I liked his phrasing. It gave me a new way to interpret the rush of words I’d experienced. Not as some weird form of purge, but more as a release of all the emotions I’d never allowed myself to verbalise before. Maybe, if I kept listening openly and without prejudice, the desperation would pass, and true communication would follow. I liked the idea. I could understand it, wrap my mind around it. “I think you might be right.”
“Damned straight.” He relaxed back into his chair, gazing at me with a soft smile. “You have a gift, Dante, and you know how to use it. Be patient with yourself, you’ll figure this out.”
“How can you be so sure?” I asked, needing to hear the answer. Needing to hear someone say I wasn’t finished as an artist.
“Because I know every song you’ve ever released,” he told me. “Talent like yours doesn’t just go away.”
A wicked pleasure flooded through me at the thought of Sean listening to my music, letting a part of me inside. “Are you saying you’re a fan, Sean?”
We stared at each other for a long moment and, for the first time, the stormy shade of his eyes didn’t remind me of Grey. Those eyes, grey though they were, belonged only to Sean.
“I’m saying you should keep going.” His voice was quiet now, as he continued to hold my gaze. “You’ve barely scratched the surface of what you can do.”

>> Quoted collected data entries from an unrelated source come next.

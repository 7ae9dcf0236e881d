// SPDX-FileCopyrightText: 2025 Phoenix R&D GmbH <hello@phnx.im>
//
// SPDX-License-Identifier: AGPL-3.0-or-later

//! Per-connection rate limiting (§4.3). Adapted from the teacher's
//! `backend/src/rate_limiter`: a fixed-window token bucket keyed by a
//! hashed `(service, action, custom)` tuple, backed here by an in-process
//! storage provider since no cross-process rate-limit store is in scope for
//! a single connection's bucket.

use std::collections::HashMap;
use std::time::{Duration, Instant};

use sha2::{Digest, Sha256};
use tokio::sync::Mutex;

/// The retry hint returned to clients on 429, per §6.1.
pub const RETRY_DELAY_MS: u64 = 1000;

#[derive(Debug, Clone)]
pub struct RateLimiterConfig {
    pub max_requests: u64,
    pub window: Duration,
}

impl Default for RateLimiterConfig {
    fn default() -> Self {
        // §9: upstream left bucket parameters unspecified; this expansion
        // fixes 100 requests / 10s as the concrete default.
        Self {
            max_requests: 100,
            window: Duration::from_secs(10),
        }
    }
}

#[derive(Debug, Clone, PartialEq, Eq, Hash)]
struct RateLimitKey([u8; 32]);

impl RateLimitKey {
    fn new(service: &[u8], action: &[u8], custom: &[&[u8]]) -> Self {
        let mut hasher = Sha256::new();
        for part in [service, action].into_iter().chain(custom.iter().copied()) {
            hasher.update((part.len() as u32).to_be_bytes());
            hasher.update(part);
        }
        Self(hasher.finalize().into())
    }
}

#[derive(Debug, Clone)]
struct Allowance {
    remaining: u64,
    valid_until: Instant,
}

impl Allowance {
    fn new(config: &RateLimiterConfig) -> Self {
        Self {
            remaining: config.max_requests,
            valid_until: Instant::now() + config.window,
        }
    }

    fn reset(&mut self, config: &RateLimiterConfig) {
        self.remaining = config.max_requests;
        self.valid_until = Instant::now() + config.window;
    }

    fn allowed(&mut self, config: &RateLimiterConfig) -> bool {
        if Instant::now() > self.valid_until {
            self.reset(config);
        }
        if self.remaining == 0 {
            false
        } else {
            self.remaining -= 1;
            true
        }
    }
}

/// A token bucket per connection, indexed by action name. One instance is
/// owned by each live [`crate::connection::Connection`].
#[derive(Debug, Default)]
pub struct RateLimiter {
    config: RateLimiterConfig,
    buckets: Mutex<HashMap<RateLimitKey, Allowance>>,
}

impl RateLimiter {
    pub fn new(config: RateLimiterConfig) -> Self {
        Self {
            config,
            buckets: Mutex::new(HashMap::new()),
        }
    }

    /// Returns `true` if the action may proceed, consuming one token.
    /// Returning `false` leaves no observable side effect (P6).
    pub async fn allow(&self, connection_id: &[u8], action: &[u8]) -> bool {
        let key = RateLimitKey::new(b"connection", action, &[connection_id]);
        let mut buckets = self.buckets.lock().await;
        let allowance = buckets
            .entry(key)
            .or_insert_with(|| Allowance::new(&self.config));
        allowance.allowed(&self.config)
    }
}

#[cfg(test)]
mod tests {
    use super::*;

    #[tokio::test]
    async fn allows_up_to_capacity_then_denies() {
        let limiter = RateLimiter::new(RateLimiterConfig {
            max_requests: 3,
            window: Duration::from_secs(60),
        });
        for _ in 0..3 {
            assert!(limiter.allow(b"conn-1", b"Insert").await);
        }
        assert!(!limiter.allow(b"conn-1", b"Insert").await);
    }

    #[tokio::test]
    async fn buckets_are_independent_per_connection() {
        let limiter = RateLimiter::new(RateLimiterConfig {
            max_requests: 1,
            window: Duration::from_secs(60),
        });
        assert!(limiter.allow(b"conn-1", b"Insert").await);
        assert!(!limiter.allow(b"conn-1", b"Insert").await);
        assert!(limiter.allow(b"conn-2", b"Insert").await);
    }

    #[tokio::test]
    async fn window_resets_after_expiry() {
        let limiter = RateLimiter::new(RateLimiterConfig {
            max_requests: 1,
            window: Duration::from_millis(20),
        });
        assert!(limiter.allow(b"conn-1", b"Insert").await);
        assert!(!limiter.allow(b"conn-1", b"Insert").await);
        tokio::time::sleep(Duration::from_millis(30)).await;
        assert!(limiter.allow(b"conn-1", b"Insert").await);
    }
}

His words felt right, like a truth I’d forgotten. And as the idea settled inside my mind, a sense of calm came over me.
“And I think I’ve had enough wine for one night,” Sean said as he sat up. His low chuckle went straight to my gut, making me want more of that sound, of any sound he cared to make.
“Thanks for the pep talk,” I told him. “You give good advice.”
“I know.” He gave a not-so-modest shrug. “I think I may have been a bartender in a former life.”
I wasn’t sure about the bartender part, but Sean was turning out to be a pretty awesome muse. With any luck I could convince him to spend more time with me. At least until I figured out what the abandoned parts of me were trying to say.